StarkWare CEO Sparks Backlash Over Bitcoin Supply Cap Idea
Key Takeaways
- StarkWare CEO Eli Ben-Sasson proposed replacing Bitcoin’s 21 million cap with up to 4% annual issuance to offset lost coins
- Estimates suggest between 2.3 million and 4 million BTC are permanently lost due to inaccessible private keys
- Bitcoin supporters pushed back, arguing the fixed cap is core to the asset’s value, while Zcash’s community discusses a different burn-and-reissue model
StarkWare CEO Eli Ben-Sasson has reignited debate over Bitcoin’s fixed supply cap, arguing in a Tuesday X post that lost private keys make the 21 million limit worth reconsidering. Bitcoin supporters pushed back quickly, arguing the fixed cap is central to the asset’s value.
Ben-Sasson Proposes Replacing the Cap With Fixed Annual Issuance
Ben-Sasson wrote that Bitcoin’s 21 million supply cap “doesn’t make sense” because private keys get lost permanently over time, gradually shrinking the amount of Bitcoin that can actually be spent. He argued that over a long enough timeframe, a growing share of the total supply could become unreachable.
In place of the fixed cap, Ben-Sasson proposed a hard issuance rule of up to 4% per year. He said the figure roughly tracks global population growth while still keeping Bitcoin’s supply scarce under a predictable, rules-based schedule.
Lost Keys Already Remove Coins From Circulation
Bitcoin has no password-reset mechanism. When a private key is lost, the associated coins remain on the blockchain but cannot be moved or spent, permanently reducing the supply available for trading.
Ledger has estimated that between 2.3 million and 3.7 million BTC are permanently lost. Other researchers have placed the figure closer to 4 million BTC. Ben-Sasson pointed to this pattern to argue that a fixed cap could gradually undermine Bitcoin’s usability over very long periods, since lost supply cannot be replaced under the current model.
His view runs counter to a widely held position within the Bitcoin community, where many supporters treat lost coins as a feature of the asset’s scarcity rather than a flaw. Under this view, lost coins function as an informal transfer to remaining holders, since the usable supply shrinks while the total cap stays fixed.
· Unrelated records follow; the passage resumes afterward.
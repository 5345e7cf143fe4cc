use std::fmt;
use std::str::FromStr;

use chrono::NaiveDate;
use serde::{Deserialize, Serialize};

const ORDER_PREFIX: &str = "ORD-";

/// Order number such as `ORD-007`.
#[derive(Debug, Clone, PartialEq, Eq, Hash, PartialOrd, Ord, Serialize, Deserialize)]
#[serde(transparent)]
pub struct OrderId(String);

impl OrderId {
    /// `ORD-` followed by the number padded to at least three digits.
    pub fn from_number(number: u64) -> Self {
        OrderId(format!("{}{:03}", ORDER_PREFIX, number))
    }

    /// Wrap an arbitrary id, e.g. one imported from elsewhere.
    pub fn new(id: impl Into<String>) -> Self {
        OrderId(id.into())
    }

    /// The numeric part, when the id has the `ORD-<digits>` shape.
    pub fn number(&self) -> Option<u64> {
        self.0.strip_prefix(ORDER_PREFIX)?.parse().ok()
    }

    pub fn as_str(&self) -> &str {
        &self.0
    }
}

impl fmt::Display for OrderId {
    fn fmt(&self, f: &mut fmt::Formatter<'_>) -> fmt::Result {
        f.write_str(&self.0)
    }
}

#[derive(Debug, Clone, Copy, PartialEq, Eq, Hash, Default, Serialize, Deserialize)]
#[serde(rename_all = "snake_case")]
pub enum SaleStatus {
    #[default]
    Pending,
    Processing,
    Completed,
}

impl SaleStatus {
    pub const ALL: [SaleStatus; 3] = [
        SaleStatus::Pending,
        SaleStatus::Processing,
        SaleStatus::Completed,
    ];

    pub fn as_str(self) -> &'static str {
        match self {
            SaleStatus::Pending => "pending",
            SaleStatus::Processing => "processing",
            SaleStatus::Completed => "completed",
        }
    }
}

impl fmt::Display for SaleStatus {
    fn fmt(&self, f: &mut fmt::Formatter<'_>) -> fmt::Result {
        f.write_str(self.as_str())
    }
}

/// Returned when a status string names no known status.
#[derive(Debug, Clone, PartialEq, Eq)]
pub struct UnknownStatus(pub String);

impl fmt::Display for UnknownStatus {
    fn fmt(&self, f: &mut fmt::Formatter<'_>) -> fmt::Result {
        write!(f, "unknown sale status: {}", self.0)
    }
}

impl std::error::Error for UnknownStatus {}

impl FromStr for SaleStatus {
    type Err = UnknownStatus;

    fn from_str(s: &str) -> Result<Self, Self::Err> {
        SaleStatus::ALL
            .into_iter()
            .find(|status| status.as_str() == s)
            .ok_or_else(|| UnknownStatus(s.to_string()))
    }
}

/// One sales order row.
#[derive(Debug, Clone, PartialEq, Serialize, Deserialize)]
pub struct SaleRecord {
    pub id: OrderId,
    pub customer: String,
    pub product: String,
    pub quantity: i64,
    pub amount: f64,
    pub status: SaleStatus,
    pub date: NaiveDate,
}
//! FormFields - raw submitted form values and typed field extraction.

use std::collections::HashMap;

use super::{FieldProblem, ValidationError};

/// Raw name/value pairs as a form submits them.
///
/// Every value is text; typed commands are built from it with the
/// `required_*` accessors, which report the first offending field.
#[derive(Debug, Clone, Default, PartialEq, Eq)]
pub struct FormFields {
    values: HashMap<String, String>,
}

impl FormFields {
    pub fn new() -> Self {
        Self::default()
    }

    /// Build from `(name, value)` pairs. Later pairs win on duplicate names.
    pub fn from_pairs<I, K, V>(pairs: I) -> Self
    where
        I: IntoIterator<Item = (K, V)>,
        K: Into<String>,
        V: Into<String>,
    {
        Self {
            values: pairs
                .into_iter()
                .map(|(k, v)| (k.into(), v.into()))
                .collect(),
        }
    }

    /// Set a field value, returning self for chaining.
    pub fn with(mut self, name: impl Into<String>, value: impl Into<String>) -> Self {
        self.set(name, value);
        self
    }

    pub fn set(&mut self, name: impl Into<String>, value: impl Into<String>) {
        self.values.insert(name.into(), value.into());
    }

    pub fn get(&self, name: &str) -> Option<&str> {
        self.values.get(name).map(String::as_str)
    }

    /// Non-blank text, returned as submitted.
    pub fn required_text(&self, field: &'static str) -> Result<String, ValidationError> {
        let raw = self.raw(field)?;
        if raw.trim().is_empty() {
            return Err(ValidationError::new(field, FieldProblem::Blank));
        }
        Ok(raw.to_string())
    }

    /// Text that may be absent or blank.
    pub fn optional_text(&self, field: &str) -> Option<String> {
        self.get(field)
            .map(str::trim)
            .filter(|v| !v.is_empty())
            .map(str::to_string)
    }

    /// A whole number. Surrounding whitespace is ignored.
    pub fn required_integer(&self, field: &'static str) -> Result<i64, ValidationError> {
        let raw = self.raw(field)?;
        let trimmed = raw.trim();
        if trimmed.is_empty() {
            return Err(ValidationError::new(field, FieldProblem::Blank));
        }
        if let Ok(value) = trimmed.parse::<i64>() {
            return Ok(value);
        }
        // "12.0" and "1e2" are whole numbers too, "12.5" is not
        match parse_finite(trimmed) {
            Some(value) if value.fract() == 0.0 && value.abs() < i64::MAX as f64 => {
                Ok(value as i64)
            }
            Some(_) => Err(ValidationError::with_value(
                field,
                FieldProblem::NotAnInteger,
                raw,
            )),
            None => Err(ValidationError::with_value(
                field,
                FieldProblem::NotANumber,
                raw,
            )),
        }
    }

    /// A finite decimal number. Surrounding whitespace is ignored.
    pub fn required_decimal(&self, field: &'static str) -> Result<f64, ValidationError> {
        let raw = self.raw(field)?;
        let trimmed = raw.trim();
        if trimmed.is_empty() {
            return Err(ValidationError::new(field, FieldProblem::Blank));
        }
        parse_finite(trimmed)
            .ok_or_else(|| ValidationError::with_value(field, FieldProblem::NotANumber, raw))
    }

    fn raw(&self, field: &'static str) -> Result<&str, ValidationError> {
        self.get(field)
            .ok_or_else(|| ValidationError::new(field, FieldProblem::Missing))
    }
}

fn parse_finite(value: &str) -> Option<f64> {
    value.parse::<f64>().ok().filter(|v| v.is_finite())
}

/// Same rule as [`FormFields::required_text`], for values built in code.
pub(crate) fn non_blank(field: &'static str, value: String) -> Result<String, ValidationError> {
    if value.trim().is_empty() {
        return Err(ValidationError::new(field, FieldProblem::Blank));
    }
    Ok(value)
}

pub(crate) fn finite(field: &'static str, value: f64) -> Result<f64, ValidationError> {
    if !value.is_finite() {
        return Err(ValidationError::with_value(
            field,
            FieldProblem::NotANumber,
            &value.to_string(),
        ));
    }
    Ok(value)
}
Bitcoin Supporters Reject the 4% Issuance Idea
The proposal drew swift criticism from Bitcoin users on X. Critics argued the 21 million cap is one of Bitcoin’s defining features and that altering it would make the asset resemble other cryptocurrencies with flexible issuance schedules.
Some critics also pointed to Bitcoin’s divisibility as a counterargument. Bitcoin can be split into 2.1 quadrillion satoshis, meaning payment-sized units could remain accessible even if whole-coin amounts become scarcer.
Ben-Sasson responded that satoshi-denominated units would face the same long-term erosion if private key losses continue, since the underlying coins would remain unreachable no matter how finely they are divided. He maintained that Bitcoin could preserve scarcity under a fixed and predictable inflation rate rather than a hard cap.
The exchange also drew a connection to past comments from Strategy executive chairman Michael Saylor, who has described burning Bitcoin private keys as a “pro rata contribution” to other holders. Saylor did not commit to burning his own holdings in those remarks.
Zcash’s Burn-and-Reissue Model Offers a Different Approach
Zcash founder Bryce “Zooko” Wilcox pointed to an alternative under discussion within the Zcash community: a proposed Network Sustainability Mechanism that would let users burn ZEC and gradually reissue those coins as future block rewards, without raising Zcash’s own 21 million-unit supply cap.
The mechanism is designed to support long-term miner incentives while preserving a fixed total supply. It differs from Ben-Sasson’s proposal in that it would not raise the network’s lifetime issuance limit, only redistribute already-issued coins over time.
Any Cap Change Would Require Broad Network Agreement
Altering Bitcoin’s supply cap would face significant technical and social hurdles. While developers can propose code changes, implementation would require broad agreement across node operators, miners, exchanges, wallet providers and users, a bar that has historically been difficult to clear for changes to Bitcoin’s core monetary policy.
StarkWare has previously focused on bringing scaling tools to Bitcoin without forking Starknet or launching a separate token. Ben-Sasson’s latest proposal shifts that conversation from scaling infrastructure into monetary policy, an area where Bitcoin’s user base has historically resisted proposed changes, based on past debates over the network’s monetary policy.